The RIAA is seeking millions in damages. The case could set legal precedent concerning the level of proof a jury would consider sufficient to find a defendant liable for copyright infringement. It’s also likely to offer a glimpse into the industry’s investigative techniques.
The case, Virgin v. Thomas, pits a 30-something woman from Brainerd, Minnesota, against some of the biggest names in the industry: Virgin Records, Capitol Records, Sony BMG, Arista Records, Interscope Records, Warner Bros. Records and UMG Recordings — all members of the RIAA.
The industry is seeking as much as $3.9 million in damages plus legal fees against Jannie Thomas in U.S. District Court in Duluth, Minnesota. The plaintiffs accuse Thomas of distributing 1,702 audio files — many of them copyrighted by the recording industry — on file-sharing site Kazaa in 2005.
“Plaintiffs will prove that the defendant is liable for the direct infringement of plaintiffs’ copyrights because she downloaded and distributed them over the internet without plaintiffs’ authorization,” several music-industry lawyers wrote in court documents Sept. 17.
Thomas’ attorney, Brian Toder, of the firm Chestnut & Cambronne in Minneapolis, said in an interview that Thomas is innocent.
“My client is adamant that she just didn’t do it,” Toder said. “She hired me to defend her and said she’s not going to settle under any circumstances.”

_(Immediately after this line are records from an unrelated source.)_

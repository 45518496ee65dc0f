use super::{Hmm, HmmError, MatF64, MatInt};

/// Most probable state path together with the tables it was traced from
#[derive(Debug, Clone, PartialEq)]
pub struct ViterbiPath {
    pub states: Vec<usize>,
    /// Score of the best path; a natural log when produced by [`Hmm::decode_log`]
    pub probability: f64,
    pub delta: MatF64,
    pub phi: MatInt,
}

impl Hmm {
    /// Runs the Viterbi algorithm on the observations to find the optimal state sequence
    pub fn decode(&self, observations: &[usize]) -> Result<ViterbiPath, HmmError> {
        self.check_observations(observations)?;
        let (delta, phi) = self.generate_mats(observations);
        Ok(traceback(delta, phi))
    }

    // rows: time, columns: states
    fn generate_mats(&self, observations: &[usize]) -> (MatF64, MatInt) {
        let mut delta = vec![vec![0.0; self.num_states()]; observations.len()];
        let mut phi = vec![vec![0; self.num_states()]; observations.len()];

        for state in 0..self.num_states() {
            delta[0][state] = self.init(state) * self.ems(state, observations[0]);
        }

        for t in 1..observations.len() {
            for state in 0..self.num_states() {
                let prev = &delta[t - 1];
                let (best_state, best_score) = argmax(
                    (0..self.num_states())
                        .map(|prev_state| prev[prev_state] * self.trans(prev_state, state)),
                );
                phi[t][state] = best_state;
                delta[t][state] = best_score * self.ems(state, observations[t]);
            }
        }

        (delta, phi)
    }
}

/// Index and value of the largest score; the lowest index wins ties
pub(crate) fn argmax(scores: impl Iterator<Item = f64>) -> (usize, f64) {
    let mut best = (0, f64::NEG_INFINITY);
    for (index, score) in scores.enumerate() {
        if index == 0 || score > best.1 {
            best = (index, score);
        }
    }
    best
}

pub(crate) fn traceback(delta: MatF64, phi: MatInt) -> ViterbiPath {
    let last = delta.len() - 1;
    let (last_state, probability) = argmax(delta[last].iter().copied());

    let mut states = vec![0; delta.len()];
    states[last] = last_state;
    for t in (0..last).rev() {
        states[t] = phi[t + 1][states[t + 1]];
    }

    ViterbiPath {
        states,
        probability,
        delta,
        phi,
    }
}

The RIAA’s zero-tolerance copyright campaign commenced Sept. 8, 2003, and has launched more than 20,000 lawsuits. Anecdotal evidence suggests the bulk of the cases settled, while others were quietly dismissed
Following the pattern of most of the RIAA’s lawsuits, Thomas came under legal fire when an investigator with SafeNet allegedly detected somebody at IP address 24.179.199.117 distributing audio files on Kazaa according to court documents. In response to a subpoena, internet service provider Charter Communications identified Thomas as the subscriber assigned that internet protocol address, according to court documents.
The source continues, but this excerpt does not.